1.60We began this chapter by describing the universal human needs that determine the way we approach death: the need to respond to the biological reality of bodily decomposition and the need to mourn the dead. Our laws and customs are intended to facilitate both these needs, and are informed by the overriding principle that human dignity requires that the bodies of the recently deceased are treated with respect and the bereaved are free to mourn in the manner they deem appropriate.
1.61However, as is evident from this introduction, alongside these core principles the law must attempt to accommodate an unusually wide range of public and private interests. Often there will be tension between these different interests. For example, as individuals we may have a strong personal interest in fewer legal restrictions over how and where our bodies are buried, but as citizens we also have an interest in ensuring burials do not take place in an uncontrolled and haphazard manner. Similarly, as individuals we may feel we have a strong interest in being able to direct what happens to our bodies after death, but as members of bereaved families we may see merit in a more nuanced and collective approach to such decision making.
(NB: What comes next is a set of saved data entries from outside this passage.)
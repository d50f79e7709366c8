use clap::Parser;
use dockit::cli::{run, Cli};
use std::process::ExitCode;
use tokio::signal;
use tokio::task::JoinError;
use tokio_util::sync::CancellationToken;
use tracing_subscriber::EnvFilter;

fn exit_code(joined: Result<anyhow::Result<()>, JoinError>) -> ExitCode {
    match joined {
        Ok(Ok(())) => {
            tracing::info!("CLI completed successfully");
            ExitCode::SUCCESS
        }
        Ok(Err(e)) => {
            tracing::error!(error = %e, "CLI exited with error");
            eprintln!("❌ Error: {e:#}");
            ExitCode::FAILURE
        }
        Err(e) => {
            tracing::error!(error = %e, "Session task panicked");
            eprintln!("❌ Error: {e}");
            ExitCode::FAILURE
        }
    }
}

#[tokio::main]
async fn main() -> ExitCode {
    dotenvy::dotenv().ok();

    tracing_subscriber::fmt()
        .with_writer(std::io::stderr)
        .with_env_filter(
            EnvFilter::try_from_default_env().unwrap_or_else(|_| EnvFilter::new("warn")),
        )
        .init();
    tracing::info!("CLI application startup: tracing initialised, environment loaded");

    let cli = Cli::parse();
    let cancel = CancellationToken::new();
    let mut session = tokio::spawn(run(cli, cancel.clone()));

    tokio::select! {
        joined = &mut session => exit_code(joined),
        _ = signal::ctrl_c() => {
            // Let the session abort its open upload and stop before the next file.
            tracing::warn!("Interrupted, stopping after the current step");
            cancel.cancel();
            tokio::select! {
                joined = &mut session => exit_code(joined),
                _ = signal::ctrl_c() => {
                    tracing::warn!("Interrupted again, exiting immediately");
                    println!("\nCancelled.");
                    std::process::exit(0);
                }
            }
        }
    }
}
Finally, as a nation we may have strong interest in ensuring our historic cemeteries and memorials are preserved in perpetuity, but this is only one of the many competing interests our elected local body representatives must juggle when allocating ratepayer funds.
1.62Whether there is a case for reform of our burial and cremation laws – and if so, what shape those reforms should take – will in large part be determined by the input of New Zealanders who take the opportunity presented by this review to express their views on the values and principles they think should inform this area of law.
1.63However, law reform does not take place in a vacuum. In the next chapter we describe the important ways in which our society has changed since our burial law was last reviewed and the relevance of our ethnic diversity for any proposed reforms.